* [WHAT THE TASK ASKS]: For the listing that follows, give again exactly the lines from the one with "let id = file_name" to the one with "-> Result<(), TemplateError>", including both.

* [DATA FOR REVIEW]:
=== Begin Enclosure ===
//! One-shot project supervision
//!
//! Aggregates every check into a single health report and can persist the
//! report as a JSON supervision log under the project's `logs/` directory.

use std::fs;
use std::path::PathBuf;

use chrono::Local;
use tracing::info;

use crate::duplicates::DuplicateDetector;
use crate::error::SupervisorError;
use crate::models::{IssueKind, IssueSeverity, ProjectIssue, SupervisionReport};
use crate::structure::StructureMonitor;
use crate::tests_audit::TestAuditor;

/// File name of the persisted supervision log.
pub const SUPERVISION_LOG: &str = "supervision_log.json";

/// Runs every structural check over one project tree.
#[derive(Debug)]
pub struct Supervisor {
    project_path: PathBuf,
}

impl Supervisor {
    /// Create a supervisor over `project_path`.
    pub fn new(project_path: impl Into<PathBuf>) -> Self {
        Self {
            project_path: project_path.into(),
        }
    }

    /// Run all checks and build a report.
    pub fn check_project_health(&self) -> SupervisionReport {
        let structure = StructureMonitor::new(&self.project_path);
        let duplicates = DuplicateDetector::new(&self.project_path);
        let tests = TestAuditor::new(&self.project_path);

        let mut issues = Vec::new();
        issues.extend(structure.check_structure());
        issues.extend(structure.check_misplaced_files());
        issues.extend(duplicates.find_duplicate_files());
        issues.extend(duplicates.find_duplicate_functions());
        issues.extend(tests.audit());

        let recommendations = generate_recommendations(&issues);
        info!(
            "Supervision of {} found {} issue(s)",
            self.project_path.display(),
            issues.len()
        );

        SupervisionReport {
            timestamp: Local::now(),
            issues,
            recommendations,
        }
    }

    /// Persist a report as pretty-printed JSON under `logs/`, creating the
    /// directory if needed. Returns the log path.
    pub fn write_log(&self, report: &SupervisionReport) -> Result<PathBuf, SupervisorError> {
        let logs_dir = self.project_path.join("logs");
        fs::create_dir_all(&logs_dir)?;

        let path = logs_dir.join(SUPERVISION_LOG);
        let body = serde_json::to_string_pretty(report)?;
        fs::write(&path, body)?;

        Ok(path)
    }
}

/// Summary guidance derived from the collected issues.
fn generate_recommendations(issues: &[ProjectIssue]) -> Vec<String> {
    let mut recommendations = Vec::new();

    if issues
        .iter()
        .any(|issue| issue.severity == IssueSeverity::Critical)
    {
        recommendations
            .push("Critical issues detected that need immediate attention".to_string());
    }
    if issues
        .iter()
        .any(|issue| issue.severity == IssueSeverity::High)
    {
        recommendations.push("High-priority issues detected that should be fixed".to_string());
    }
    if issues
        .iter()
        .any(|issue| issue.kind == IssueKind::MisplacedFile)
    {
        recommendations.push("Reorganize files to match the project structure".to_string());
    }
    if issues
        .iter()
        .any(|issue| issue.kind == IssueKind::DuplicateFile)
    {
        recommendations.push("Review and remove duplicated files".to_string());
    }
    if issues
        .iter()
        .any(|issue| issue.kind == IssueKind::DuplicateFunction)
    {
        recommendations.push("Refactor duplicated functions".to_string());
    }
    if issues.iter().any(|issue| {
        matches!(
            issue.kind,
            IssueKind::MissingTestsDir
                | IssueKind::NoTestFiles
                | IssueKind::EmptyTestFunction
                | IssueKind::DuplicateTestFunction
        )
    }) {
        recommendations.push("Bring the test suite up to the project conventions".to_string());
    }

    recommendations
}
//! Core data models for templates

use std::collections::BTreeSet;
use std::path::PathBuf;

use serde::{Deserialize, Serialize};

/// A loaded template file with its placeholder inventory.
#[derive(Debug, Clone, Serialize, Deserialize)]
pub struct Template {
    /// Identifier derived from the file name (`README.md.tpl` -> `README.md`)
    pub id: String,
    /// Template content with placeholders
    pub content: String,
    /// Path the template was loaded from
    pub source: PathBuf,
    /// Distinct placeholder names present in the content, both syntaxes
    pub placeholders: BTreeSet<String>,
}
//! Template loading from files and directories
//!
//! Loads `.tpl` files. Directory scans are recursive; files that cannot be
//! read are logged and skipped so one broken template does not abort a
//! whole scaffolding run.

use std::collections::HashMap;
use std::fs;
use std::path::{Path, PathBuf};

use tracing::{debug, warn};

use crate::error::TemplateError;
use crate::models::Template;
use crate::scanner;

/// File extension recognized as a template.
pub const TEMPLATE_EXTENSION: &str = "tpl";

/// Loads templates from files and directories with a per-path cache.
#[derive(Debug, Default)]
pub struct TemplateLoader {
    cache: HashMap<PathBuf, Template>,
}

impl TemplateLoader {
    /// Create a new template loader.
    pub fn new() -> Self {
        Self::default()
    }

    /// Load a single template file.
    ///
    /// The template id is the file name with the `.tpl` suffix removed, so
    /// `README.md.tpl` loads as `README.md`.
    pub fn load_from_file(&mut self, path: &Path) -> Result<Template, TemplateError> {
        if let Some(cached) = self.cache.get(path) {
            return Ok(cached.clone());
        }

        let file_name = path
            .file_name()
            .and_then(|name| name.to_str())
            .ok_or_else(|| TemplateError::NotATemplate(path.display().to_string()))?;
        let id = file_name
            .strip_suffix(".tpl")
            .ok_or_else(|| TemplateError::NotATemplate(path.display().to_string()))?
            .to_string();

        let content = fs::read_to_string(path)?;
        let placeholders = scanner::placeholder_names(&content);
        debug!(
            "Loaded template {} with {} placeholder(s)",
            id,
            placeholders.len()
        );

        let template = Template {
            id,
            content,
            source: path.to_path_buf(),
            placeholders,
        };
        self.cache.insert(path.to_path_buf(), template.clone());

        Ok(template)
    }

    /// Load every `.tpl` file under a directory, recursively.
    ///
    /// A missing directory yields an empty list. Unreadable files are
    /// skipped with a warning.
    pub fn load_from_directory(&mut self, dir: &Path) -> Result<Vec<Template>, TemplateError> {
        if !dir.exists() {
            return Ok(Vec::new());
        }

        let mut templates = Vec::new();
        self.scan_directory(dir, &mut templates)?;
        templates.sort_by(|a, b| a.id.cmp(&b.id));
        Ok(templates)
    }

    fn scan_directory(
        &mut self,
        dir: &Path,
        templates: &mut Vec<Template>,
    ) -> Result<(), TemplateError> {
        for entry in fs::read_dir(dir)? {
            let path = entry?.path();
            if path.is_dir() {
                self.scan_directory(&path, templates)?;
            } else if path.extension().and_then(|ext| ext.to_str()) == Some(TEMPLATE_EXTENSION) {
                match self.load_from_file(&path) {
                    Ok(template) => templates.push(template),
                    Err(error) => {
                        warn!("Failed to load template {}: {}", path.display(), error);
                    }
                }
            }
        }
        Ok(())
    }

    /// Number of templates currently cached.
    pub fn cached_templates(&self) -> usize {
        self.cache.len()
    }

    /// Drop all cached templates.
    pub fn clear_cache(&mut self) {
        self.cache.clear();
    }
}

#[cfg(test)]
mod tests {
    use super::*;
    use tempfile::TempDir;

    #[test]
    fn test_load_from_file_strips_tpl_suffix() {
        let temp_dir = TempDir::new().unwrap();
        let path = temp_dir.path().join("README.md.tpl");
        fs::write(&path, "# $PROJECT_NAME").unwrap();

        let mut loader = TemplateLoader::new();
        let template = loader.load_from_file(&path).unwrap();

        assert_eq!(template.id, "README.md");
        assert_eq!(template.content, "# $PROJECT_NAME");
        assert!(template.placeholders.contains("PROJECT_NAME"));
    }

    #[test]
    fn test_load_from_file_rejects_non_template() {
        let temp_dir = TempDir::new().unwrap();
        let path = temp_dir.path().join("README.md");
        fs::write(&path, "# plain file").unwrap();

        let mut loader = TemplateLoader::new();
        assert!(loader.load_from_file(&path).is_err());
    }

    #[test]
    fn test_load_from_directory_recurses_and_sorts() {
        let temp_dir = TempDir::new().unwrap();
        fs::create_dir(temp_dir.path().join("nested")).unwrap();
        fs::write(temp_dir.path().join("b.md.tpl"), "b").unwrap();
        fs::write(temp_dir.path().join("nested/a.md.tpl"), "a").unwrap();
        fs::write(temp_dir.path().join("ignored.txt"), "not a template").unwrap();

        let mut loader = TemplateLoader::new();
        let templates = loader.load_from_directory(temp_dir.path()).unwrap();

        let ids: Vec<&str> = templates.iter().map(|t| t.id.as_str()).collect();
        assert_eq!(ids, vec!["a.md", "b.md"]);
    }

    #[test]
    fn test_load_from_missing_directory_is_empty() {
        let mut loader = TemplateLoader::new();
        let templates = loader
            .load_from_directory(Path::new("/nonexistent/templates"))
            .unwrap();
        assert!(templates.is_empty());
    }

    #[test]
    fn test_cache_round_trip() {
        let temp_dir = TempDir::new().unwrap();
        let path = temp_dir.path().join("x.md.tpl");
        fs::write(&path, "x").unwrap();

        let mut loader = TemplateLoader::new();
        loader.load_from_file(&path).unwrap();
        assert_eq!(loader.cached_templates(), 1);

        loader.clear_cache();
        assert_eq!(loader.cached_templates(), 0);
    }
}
=== End Enclosure ===
* [SOLUTION FOR THIS TASK]:
        let id = file_name
            .strip_suffix(".tpl")
            .ok_or_else(|| TemplateError::NotATemplate(path.display().to_string()))?
            .to_string();

        let content = fs::read_to_string(path)?;
        let placeholders = scanner::placeholder_names(&content);
        debug!(
            "Loaded template {} with {} placeholder(s)",
            id,
            placeholders.len()
        );

        let template = Template {
            id,
            content,
            source: path.to_path_buf(),
            placeholders,
        };
        self.cache.insert(path.to_path_buf(), template.clone());

        Ok(template)
    }

    /// Load every `.tpl` file under a directory, recursively.
    ///
    /// A missing directory yields an empty list. Unreadable files are
    /// skipped with a warning.
    pub fn load_from_directory(&mut self, dir: &Path) -> Result<Vec<Template>, TemplateError> {
        if !dir.exists() {
            return Ok(Vec::new());
        }

        let mut templates = Vec::new();
        self.scan_directory(dir, &mut templates)?;
        templates.sort_by(|a, b| a.id.cmp(&b.id));
        Ok(templates)
    }

    fn scan_directory(
        &mut self,
        dir: &Path,
        templates: &mut Vec<Template>,
    ) -> Result<(), TemplateError> {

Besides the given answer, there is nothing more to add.